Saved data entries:
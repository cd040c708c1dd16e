use axum::{body::Body, response::Response};
use scraper::Html;

pub(crate) async fn parse_html_fragment(response: Response<Body>) -> Html {
    let body = response.into_body();
    let body = axum::body::to_bytes(body, usize::MAX)
        .await
        .expect("Could not get response body");
    let text = String::from_utf8_lossy(&body).to_string();

    Html::parse_fragment(&text)
}

pub(crate) fn parse_html_text(text: &str) -> Html {
    Html::parse_fragment(text)
}

#[track_caller]
pub(crate) fn assert_valid_html(html: &Html) {
    assert!(
        html.errors.is_empty(),
        "Got HTML parsing errors: {:?}",
        html.errors
    );
}
//! Route handlers for replacing a session's dataset with an uploaded CSV file.

use std::time::Instant;

use axum::{
    body::Bytes,
    extract::{
        Multipart, State,
        multipart::{Field, MultipartError},
    },
    http::StatusCode,
    response::{IntoResponse, Response},
};
use axum_extra::extract::PrivateCookieJar;

use crate::{
    Error,
    alert::Alert,
    dashboard::{DashboardQuery, dashboard_content},
    dataset::{
        DatasetId, DatasetState, SessionDataset,
        session::{invalidate_dataset_cookie, set_dataset_cookie},
    },
    finance::parse_finance_csv,
};

/// The name of the multipart form field holding the CSV file.
pub(crate) const FILE_FIELD: &str = "file";

/// Route handler for uploading a CSV file.
///
/// On success the session is pointed at the new dataset and the dashboard
/// content is returned with the default filters. If the file is rejected, an
/// alert explaining why is returned and the session keeps its previous dataset.
pub async fn upload_dataset(
    State(state): State<DatasetState>,
    jar: PrivateCookieJar,
    mut multipart: Multipart,
) -> Result<Response, Response> {
    let start_time = Instant::now();

    let (file_name, contents) = read_csv_file(&mut multipart)
        .await
        .map_err(Error::into_alert_response)?;

    let table = parse_finance_csv(contents.as_ref())
        .inspect_err(|error| tracing::info!("Rejected dataset \"{file_name}\": {error}"))
        .map_err(Error::into_alert_response)?;

    let id = DatasetId::from_contents(&contents);
    let record_count = table.len();
    let table = state
        .datasets
        .insert(id.clone(), table)
        .map_err(Error::into_alert_response)?;
    let jar = set_dataset_cookie(jar, &id, state.secure_cookies);

    tracing::info!(
        "Loaded dataset {id} from \"{file_name}\" with {record_count} records in {}ms",
        start_time.elapsed().as_millis()
    );

    let alert = Alert::Success {
        message: "File loaded successfully!".to_owned(),
        details: format!("Loaded {record_count} records from {file_name}."),
    };
    let content = dashboard_content(
        &SessionDataset::uploaded(table),
        &DashboardQuery::default(),
        Some(alert),
    );

    Ok((jar, content).into_response())
}

/// Route handler for switching the session back to the default dataset.
pub async fn reset_dataset(
    State(state): State<DatasetState>,
    jar: PrivateCookieJar,
) -> Response {
    let jar = invalidate_dataset_cookie(jar, state.secure_cookies);
    let content = dashboard_content(
        &SessionDataset::default_from(&state.datasets),
        &DashboardQuery::default(),
        None,
    );

    (jar, content).into_response()
}

/// Find the [FILE_FIELD] field in `multipart` and read its file name and contents.
async fn read_csv_file(multipart: &mut Multipart) -> Result<(String, Bytes), Error> {
    while let Some(field) = multipart.next_field().await.map_err(multipart_error)? {
        if field.name() == Some(FILE_FIELD) {
            return parse_multipart_field(field).await;
        }
    }

    Err(Error::MultipartError("No file was uploaded.".to_owned()))
}

async fn parse_multipart_field(field: Field<'_>) -> Result<(String, Bytes), Error> {
    let file_name = field.file_name().unwrap_or_default().to_owned();
    let is_csv = field.content_type() == Some("text/csv")
        || file_name.to_ascii_lowercase().ends_with(".csv");

    if !is_csv {
        return Err(Error::NotCSV);
    }

    let data = field.bytes().await.map_err(multipart_error)?;

    Ok((file_name, data))
}

fn multipart_error(error: MultipartError) -> Error {
    tracing::debug!("Could not read multipart form: {error}");

    if error.status() == StatusCode::PAYLOAD_TOO_LARGE {
        Error::UploadTooLarge
    } else {
        Error::MultipartError(error.body_text())
    }
}
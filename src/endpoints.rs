//! The API endpoints URIs.

/// The root route which redirects to the dashboard.
pub const ROOT: &str = "/";
/// The dashboard page, filtered with the `state`, `year` and `tab` query parameters.
pub const DASHBOARD_VIEW: &str = "/dashboard";
/// The page to display when an internal server error occurs.
pub const INTERNAL_ERROR_VIEW: &str = "/error";

/// The route to upload a CSV file that replaces the session's dataset.
pub const DATASET_API: &str = "/api/dataset";
/// The route to switch the session back to the default dataset.
pub const RESET_DATASET_API: &str = "/api/dataset/reset";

ACTIVITY: Transcribe every record above exactly.

WRITTEN SOLUTION:
repository cd040c708c1dd16e
use axum::{body::Body, response::Response};
use scraper::Html;

pub(crate) async fn parse_html_fragment(response: Response<Body>) -> Html {
    let body = response.into_body();
    let body = axum::body::to_bytes(body, usize::MAX)
        .await
        .expect("Could not get response body");
    let text = String::from_utf8_lossy(&body).to_string();

    Html::parse_fragment(&text)
}

pub(crate) fn parse_html_text(text: &str) -> Html {
    Html::parse_fragment(text)
}

#[track_caller]
pub(crate) fn assert_valid_html(html: &Html) {
    assert!(
        html.errors.is_empty(),
        "Got HTML parsing errors: {:?}",
        html.errors
    );
}
//! Route handlers for replacing a session's dataset with an uploaded CSV file.

use std::time::Instant;

use axum::{
    body::Bytes,
    extract::{
        Multipart, State,
        multipart::{Field, MultipartError},
    },
    http::StatusCode,
    response::{IntoResponse, Response},
};
use axum_extra::extract::PrivateCookieJar;

use crate::{
    Error,
    alert::Alert,
    dashboard::{DashboardQuery, dashboard_content},
    dataset::{
        DatasetId, DatasetState, SessionDataset,
        session::{invalidate_dataset_cookie, set_dataset_cookie},
    },
    finance::parse_finance_csv,
};

/// The name of the multipart form field holding the CSV file.
pub(crate) const FILE_FIELD: &str = "file";

/// Route handler for uploading a CSV file.
///
/// On success the session is pointed at the new dataset and the dashboard
/// content is returned with the default filters. If the file is rejected, an
/// alert explaining why is returned and the session keeps its previous dataset.
pub async fn upload_dataset(
    State(state): State<DatasetState>,
    jar: PrivateCookieJar,
    mut multipart: Multipart,
) -> Result<Response, Response> {
    let start_time = Instant::now();

    let (file_name, contents) = read_csv_file(&mut multipart)
        .await
        .map_err(Error::into_alert_response)?;

    let table = parse_finance_csv(contents.as_ref())
        .inspect_err(|error| tracing::info!("Rejected dataset \"{file_name}\": {error}"))
        .map_err(Error::into_alert_response)?;

    let id = DatasetId::from_contents(&contents);
    let record_count = table.len();
    let table = state
        .datasets
        .insert(id.clone(), table)
        .map_err(Error::into_alert_response)?;
    let jar = set_dataset_cookie(jar, &id, state.secure_cookies);

    tracing::info!(
        "Loaded dataset {id} from \"{file_name}\" with {record_count} records in {}ms",
        start_time.elapsed().as_millis()
    );

    let alert = Alert::Success {
        message: "File loaded successfully!".to_owned(),
        details: format!("Loaded {record_count} records from {file_name}."),
    };
    let content = dashboard_content(
        &SessionDataset::uploaded(table),
        &DashboardQuery::default(),
        Some(alert),
    );

    Ok((jar, content).into_response())
}

/// Route handler for switching the session back to the default dataset.
pub async fn reset_dataset(
    State(state): State<DatasetState>,
    jar: PrivateCookieJar,
) -> Response {
    let jar = invalidate_dataset_cookie(jar, state.secure_cookies);
    let content = dashboard_content(
        &SessionDataset::default_from(&state.datasets),
        &DashboardQuery::default(),
        None,
    );

    (jar, content).into_response()
}

/// Find the [FILE_FIELD] field in `multipart` and read its file name and contents.
async fn read_csv_file(multipart: &mut Multipart) -> Result<(String, Bytes), Error> {
    while let Some(field) = multipart.next_field().await.map_err(multipart_error)? {
        if field.name() == Some(FILE_FIELD) {
            return parse_multipart_field(field).await;
        }
    }

    Err(Error::MultipartError("No file was uploaded.".to_owned()))
}

async fn parse_multipart_field(field: Field<'_>) -> Result<(String, Bytes), Error> {
    let file_name = field.file_name().unwrap_or_default().to_owned();
    let is_csv = field.content_type() == Some("text/csv")
        || file_name.to_ascii_lowercase().ends_with(".csv");

    if !is_csv {
        return Err(Error::NotCSV);
    }

    let data = field.bytes().await.map_err(multipart_error)?;

    Ok((file_name, data))
}

fn multipart_error(error: MultipartError) -> Error {
    tracing::debug!("Could not read multipart form: {error}");

    if error.status() == StatusCode::PAYLOAD_TOO_LARGE {
        Error::UploadTooLarge
    } else {
        Error::MultipartError(error.body_text())
    }
}
filename src/endpoints.rs
//! The API endpoints URIs.

/// The root route which redirects to the dashboard.
pub const ROOT: &str = "/";
/// The dashboard page, filtered with the `state`, `year` and `tab` query parameters.
pub const DASHBOARD_VIEW: &str = "/dashboard";
/// The page to display when an internal server error occurs.
pub const INTERNAL_ERROR_VIEW: &str = "/error";

/// The route to upload a CSV file that replaces the session's dataset.
pub const DATASET_API: &str = "/api/dataset";
/// The route to switch the session back to the default dataset.
pub const RESET_DATASET_API: &str = "/api/dataset/reset";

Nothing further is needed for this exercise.